THE TASK: Nothing outside the range is wanted. Repeat exactly the lines below from the one with "async fn column_records(&self, table: &str)" through the one with "in catalog order.".

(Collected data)
[Start of section]

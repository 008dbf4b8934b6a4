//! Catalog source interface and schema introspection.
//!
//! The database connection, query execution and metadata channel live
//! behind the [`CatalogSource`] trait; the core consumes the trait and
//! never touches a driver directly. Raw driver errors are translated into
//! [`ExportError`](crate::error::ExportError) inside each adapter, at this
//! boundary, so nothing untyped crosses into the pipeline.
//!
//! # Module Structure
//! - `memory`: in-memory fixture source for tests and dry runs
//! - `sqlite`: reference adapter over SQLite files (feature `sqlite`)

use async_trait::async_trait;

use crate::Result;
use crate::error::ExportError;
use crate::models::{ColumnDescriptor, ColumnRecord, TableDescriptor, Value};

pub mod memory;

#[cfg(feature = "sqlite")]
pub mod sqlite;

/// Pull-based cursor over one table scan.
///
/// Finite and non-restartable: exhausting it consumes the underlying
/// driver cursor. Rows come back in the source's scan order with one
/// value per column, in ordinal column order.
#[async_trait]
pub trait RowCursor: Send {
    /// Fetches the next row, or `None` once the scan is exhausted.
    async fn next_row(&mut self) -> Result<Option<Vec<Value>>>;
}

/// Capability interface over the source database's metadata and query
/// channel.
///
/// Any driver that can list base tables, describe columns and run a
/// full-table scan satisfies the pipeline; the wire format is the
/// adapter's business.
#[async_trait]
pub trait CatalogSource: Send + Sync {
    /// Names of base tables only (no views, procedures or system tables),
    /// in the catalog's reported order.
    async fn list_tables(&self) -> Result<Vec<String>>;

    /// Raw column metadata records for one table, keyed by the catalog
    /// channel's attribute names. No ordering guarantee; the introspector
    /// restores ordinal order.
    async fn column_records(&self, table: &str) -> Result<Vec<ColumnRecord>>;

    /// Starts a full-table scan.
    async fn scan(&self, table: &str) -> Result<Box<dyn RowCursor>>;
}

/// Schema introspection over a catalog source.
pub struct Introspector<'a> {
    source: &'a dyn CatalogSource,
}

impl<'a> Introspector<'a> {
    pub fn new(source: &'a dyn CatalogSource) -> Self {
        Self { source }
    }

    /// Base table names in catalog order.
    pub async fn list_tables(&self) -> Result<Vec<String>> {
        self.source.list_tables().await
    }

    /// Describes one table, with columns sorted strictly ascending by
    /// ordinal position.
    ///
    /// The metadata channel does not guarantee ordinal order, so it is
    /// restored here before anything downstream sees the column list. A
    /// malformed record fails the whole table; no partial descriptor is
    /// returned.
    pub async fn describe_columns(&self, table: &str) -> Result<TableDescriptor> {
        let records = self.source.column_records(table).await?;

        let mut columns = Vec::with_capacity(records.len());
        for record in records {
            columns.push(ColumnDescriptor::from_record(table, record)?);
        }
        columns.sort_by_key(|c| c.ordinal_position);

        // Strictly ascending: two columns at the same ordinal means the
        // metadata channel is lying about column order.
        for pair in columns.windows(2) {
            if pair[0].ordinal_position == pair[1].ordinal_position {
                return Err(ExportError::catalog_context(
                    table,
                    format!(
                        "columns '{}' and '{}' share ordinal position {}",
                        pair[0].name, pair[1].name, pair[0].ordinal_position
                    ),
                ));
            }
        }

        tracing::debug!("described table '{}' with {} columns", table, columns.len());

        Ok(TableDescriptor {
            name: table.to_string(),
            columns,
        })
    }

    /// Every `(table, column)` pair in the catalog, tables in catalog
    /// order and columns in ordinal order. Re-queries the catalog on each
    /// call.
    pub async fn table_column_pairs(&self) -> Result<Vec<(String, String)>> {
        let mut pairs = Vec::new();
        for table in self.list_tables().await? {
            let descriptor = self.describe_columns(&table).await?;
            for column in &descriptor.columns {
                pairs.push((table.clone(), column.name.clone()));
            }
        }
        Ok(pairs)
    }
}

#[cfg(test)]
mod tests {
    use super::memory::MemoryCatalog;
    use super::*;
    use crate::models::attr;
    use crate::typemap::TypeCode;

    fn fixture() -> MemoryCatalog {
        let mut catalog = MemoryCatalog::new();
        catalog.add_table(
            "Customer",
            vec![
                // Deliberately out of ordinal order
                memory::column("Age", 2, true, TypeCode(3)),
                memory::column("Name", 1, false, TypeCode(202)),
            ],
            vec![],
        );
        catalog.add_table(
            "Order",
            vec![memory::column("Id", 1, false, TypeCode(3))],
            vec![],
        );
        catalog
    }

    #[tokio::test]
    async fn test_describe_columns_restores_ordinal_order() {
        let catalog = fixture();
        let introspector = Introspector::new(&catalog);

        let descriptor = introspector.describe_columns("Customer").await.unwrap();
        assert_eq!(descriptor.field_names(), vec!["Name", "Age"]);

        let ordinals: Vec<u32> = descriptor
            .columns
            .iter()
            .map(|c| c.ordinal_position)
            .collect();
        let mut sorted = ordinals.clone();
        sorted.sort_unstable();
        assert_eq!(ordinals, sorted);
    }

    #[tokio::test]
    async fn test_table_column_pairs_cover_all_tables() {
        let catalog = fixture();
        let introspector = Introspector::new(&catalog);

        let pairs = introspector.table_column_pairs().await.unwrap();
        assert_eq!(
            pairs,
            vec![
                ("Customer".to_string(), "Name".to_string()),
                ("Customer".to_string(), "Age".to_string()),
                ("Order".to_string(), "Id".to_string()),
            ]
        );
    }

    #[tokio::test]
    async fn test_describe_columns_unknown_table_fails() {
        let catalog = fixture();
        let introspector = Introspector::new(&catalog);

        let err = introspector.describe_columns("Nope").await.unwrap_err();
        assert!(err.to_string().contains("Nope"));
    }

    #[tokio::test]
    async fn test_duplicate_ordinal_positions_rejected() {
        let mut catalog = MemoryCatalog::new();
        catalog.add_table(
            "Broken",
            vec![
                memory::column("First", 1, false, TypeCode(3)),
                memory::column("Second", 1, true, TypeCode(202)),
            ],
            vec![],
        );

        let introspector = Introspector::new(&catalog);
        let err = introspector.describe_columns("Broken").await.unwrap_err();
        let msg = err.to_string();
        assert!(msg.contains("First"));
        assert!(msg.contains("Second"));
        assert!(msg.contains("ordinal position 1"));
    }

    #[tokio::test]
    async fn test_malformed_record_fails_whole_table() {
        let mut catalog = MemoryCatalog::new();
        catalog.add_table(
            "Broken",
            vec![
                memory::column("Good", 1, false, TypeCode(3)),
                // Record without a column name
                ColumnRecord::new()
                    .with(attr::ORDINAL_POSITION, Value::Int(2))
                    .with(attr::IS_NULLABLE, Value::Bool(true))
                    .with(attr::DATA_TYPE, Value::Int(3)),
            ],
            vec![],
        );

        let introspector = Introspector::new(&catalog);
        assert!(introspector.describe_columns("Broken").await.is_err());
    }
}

[End of section]
[Start of section]

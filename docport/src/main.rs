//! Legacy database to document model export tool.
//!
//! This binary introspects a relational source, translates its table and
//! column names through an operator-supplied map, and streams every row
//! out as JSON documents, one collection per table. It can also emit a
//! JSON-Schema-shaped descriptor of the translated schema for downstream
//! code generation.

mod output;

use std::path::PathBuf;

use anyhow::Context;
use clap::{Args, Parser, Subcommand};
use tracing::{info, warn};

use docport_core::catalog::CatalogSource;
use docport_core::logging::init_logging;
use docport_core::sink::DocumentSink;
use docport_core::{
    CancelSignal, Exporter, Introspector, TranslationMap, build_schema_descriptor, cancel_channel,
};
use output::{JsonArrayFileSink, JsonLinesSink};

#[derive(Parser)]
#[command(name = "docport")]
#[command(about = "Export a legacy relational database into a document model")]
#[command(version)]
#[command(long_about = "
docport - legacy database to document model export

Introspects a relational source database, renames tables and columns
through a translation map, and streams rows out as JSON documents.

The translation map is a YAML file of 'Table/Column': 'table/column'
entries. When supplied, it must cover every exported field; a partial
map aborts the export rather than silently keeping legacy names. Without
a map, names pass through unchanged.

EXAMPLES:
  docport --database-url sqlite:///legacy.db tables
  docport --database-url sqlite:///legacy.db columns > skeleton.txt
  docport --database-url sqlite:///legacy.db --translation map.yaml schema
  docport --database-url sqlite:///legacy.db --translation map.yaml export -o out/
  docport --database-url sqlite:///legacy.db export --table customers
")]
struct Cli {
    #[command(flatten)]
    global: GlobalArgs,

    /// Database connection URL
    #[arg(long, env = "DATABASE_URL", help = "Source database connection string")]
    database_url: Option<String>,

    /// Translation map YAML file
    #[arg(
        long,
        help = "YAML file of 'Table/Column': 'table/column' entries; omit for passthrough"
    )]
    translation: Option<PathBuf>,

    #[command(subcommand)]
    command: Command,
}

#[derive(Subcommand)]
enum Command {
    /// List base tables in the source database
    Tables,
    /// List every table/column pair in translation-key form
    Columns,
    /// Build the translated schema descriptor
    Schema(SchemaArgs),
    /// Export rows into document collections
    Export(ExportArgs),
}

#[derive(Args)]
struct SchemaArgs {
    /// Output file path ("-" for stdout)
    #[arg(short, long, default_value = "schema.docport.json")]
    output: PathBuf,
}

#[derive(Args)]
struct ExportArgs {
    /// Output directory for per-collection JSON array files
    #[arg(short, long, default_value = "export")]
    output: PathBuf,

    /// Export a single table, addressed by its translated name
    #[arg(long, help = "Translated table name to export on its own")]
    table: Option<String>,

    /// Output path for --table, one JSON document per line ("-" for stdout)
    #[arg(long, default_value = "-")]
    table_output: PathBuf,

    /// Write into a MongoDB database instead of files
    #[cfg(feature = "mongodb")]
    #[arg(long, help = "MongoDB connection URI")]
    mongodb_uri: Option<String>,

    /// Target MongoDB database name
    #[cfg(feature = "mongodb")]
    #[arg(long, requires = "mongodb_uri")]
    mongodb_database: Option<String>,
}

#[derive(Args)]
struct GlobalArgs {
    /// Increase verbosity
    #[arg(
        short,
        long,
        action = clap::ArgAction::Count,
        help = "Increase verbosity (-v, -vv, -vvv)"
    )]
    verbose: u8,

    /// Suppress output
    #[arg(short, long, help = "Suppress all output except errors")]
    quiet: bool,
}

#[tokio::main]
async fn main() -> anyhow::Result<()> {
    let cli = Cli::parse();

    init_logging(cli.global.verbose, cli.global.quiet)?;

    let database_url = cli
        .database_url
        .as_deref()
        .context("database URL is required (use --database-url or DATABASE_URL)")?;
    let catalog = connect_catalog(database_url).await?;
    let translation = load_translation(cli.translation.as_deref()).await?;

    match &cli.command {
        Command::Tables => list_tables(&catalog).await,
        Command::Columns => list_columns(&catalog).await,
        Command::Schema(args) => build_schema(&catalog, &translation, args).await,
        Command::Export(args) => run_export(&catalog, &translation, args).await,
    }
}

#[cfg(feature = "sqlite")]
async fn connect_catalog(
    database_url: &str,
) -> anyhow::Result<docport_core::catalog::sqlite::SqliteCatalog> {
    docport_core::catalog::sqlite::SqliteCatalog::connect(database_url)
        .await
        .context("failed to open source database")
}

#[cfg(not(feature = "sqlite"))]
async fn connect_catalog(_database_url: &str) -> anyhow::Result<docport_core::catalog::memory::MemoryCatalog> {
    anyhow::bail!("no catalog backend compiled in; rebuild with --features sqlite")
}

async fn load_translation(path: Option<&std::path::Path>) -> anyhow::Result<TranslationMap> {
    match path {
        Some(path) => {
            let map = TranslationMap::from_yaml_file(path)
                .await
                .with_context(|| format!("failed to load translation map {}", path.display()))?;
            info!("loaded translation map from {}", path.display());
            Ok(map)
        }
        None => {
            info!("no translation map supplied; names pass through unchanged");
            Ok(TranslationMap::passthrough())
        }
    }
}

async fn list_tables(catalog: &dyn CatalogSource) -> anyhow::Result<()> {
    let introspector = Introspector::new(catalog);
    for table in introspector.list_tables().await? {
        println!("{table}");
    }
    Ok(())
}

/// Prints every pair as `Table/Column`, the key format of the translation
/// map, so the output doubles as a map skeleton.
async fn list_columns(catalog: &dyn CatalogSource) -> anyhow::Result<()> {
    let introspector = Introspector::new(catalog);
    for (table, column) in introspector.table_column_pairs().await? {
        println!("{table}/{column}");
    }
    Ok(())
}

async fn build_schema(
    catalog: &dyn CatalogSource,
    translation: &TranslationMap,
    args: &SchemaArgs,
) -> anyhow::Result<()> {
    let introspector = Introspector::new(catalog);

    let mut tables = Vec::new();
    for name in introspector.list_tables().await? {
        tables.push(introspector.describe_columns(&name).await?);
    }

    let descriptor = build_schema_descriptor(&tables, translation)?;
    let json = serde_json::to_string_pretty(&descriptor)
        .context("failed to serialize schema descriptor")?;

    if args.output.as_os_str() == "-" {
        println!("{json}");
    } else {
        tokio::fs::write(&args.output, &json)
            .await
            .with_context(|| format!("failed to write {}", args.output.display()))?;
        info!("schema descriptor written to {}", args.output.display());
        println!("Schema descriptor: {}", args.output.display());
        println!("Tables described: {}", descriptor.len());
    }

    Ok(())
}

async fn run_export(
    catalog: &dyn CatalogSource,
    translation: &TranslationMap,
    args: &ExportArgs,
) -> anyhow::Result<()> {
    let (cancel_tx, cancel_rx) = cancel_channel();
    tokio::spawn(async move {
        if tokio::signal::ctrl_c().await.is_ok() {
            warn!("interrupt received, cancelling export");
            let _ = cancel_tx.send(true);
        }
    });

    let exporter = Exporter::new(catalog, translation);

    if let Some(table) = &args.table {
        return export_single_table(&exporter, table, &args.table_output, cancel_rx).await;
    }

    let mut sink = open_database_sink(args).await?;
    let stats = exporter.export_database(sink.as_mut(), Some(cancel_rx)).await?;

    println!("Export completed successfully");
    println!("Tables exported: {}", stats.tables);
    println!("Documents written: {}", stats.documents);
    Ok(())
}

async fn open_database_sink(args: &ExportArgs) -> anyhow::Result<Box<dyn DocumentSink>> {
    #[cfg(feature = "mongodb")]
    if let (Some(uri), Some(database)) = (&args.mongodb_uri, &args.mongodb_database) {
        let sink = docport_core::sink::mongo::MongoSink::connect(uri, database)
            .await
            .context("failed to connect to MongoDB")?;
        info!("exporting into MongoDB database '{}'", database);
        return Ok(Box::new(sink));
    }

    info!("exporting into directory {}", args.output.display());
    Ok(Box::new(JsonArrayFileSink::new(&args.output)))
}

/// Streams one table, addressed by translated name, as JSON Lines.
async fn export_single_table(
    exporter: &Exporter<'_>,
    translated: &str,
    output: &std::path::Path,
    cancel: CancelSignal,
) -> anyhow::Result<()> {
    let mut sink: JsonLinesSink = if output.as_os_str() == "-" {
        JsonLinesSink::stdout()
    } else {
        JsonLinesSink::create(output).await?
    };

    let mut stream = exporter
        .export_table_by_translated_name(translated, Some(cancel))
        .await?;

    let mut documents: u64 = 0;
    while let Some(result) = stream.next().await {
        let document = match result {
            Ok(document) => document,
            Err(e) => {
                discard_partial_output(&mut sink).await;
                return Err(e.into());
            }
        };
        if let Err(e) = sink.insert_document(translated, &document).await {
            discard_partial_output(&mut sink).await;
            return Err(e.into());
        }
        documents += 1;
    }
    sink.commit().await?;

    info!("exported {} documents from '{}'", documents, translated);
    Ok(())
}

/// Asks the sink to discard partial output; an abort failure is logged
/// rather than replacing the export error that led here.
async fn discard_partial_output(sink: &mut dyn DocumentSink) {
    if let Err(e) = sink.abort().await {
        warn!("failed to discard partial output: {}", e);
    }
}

[End of section]

WRITTEN RESPONSE:
    async fn column_records(&self, table: &str) -> Result<Vec<ColumnRecord>>;

    /// Starts a full-table scan.
    async fn scan(&self, table: &str) -> Result<Box<dyn RowCursor>>;
}

/// Schema introspection over a catalog source.
pub struct Introspector<'a> {
    source: &'a dyn CatalogSource,
}

impl<'a> Introspector<'a> {
    pub fn new(source: &'a dyn CatalogSource) -> Self {
        Self { source }
    }

    /// Base table names in catalog order.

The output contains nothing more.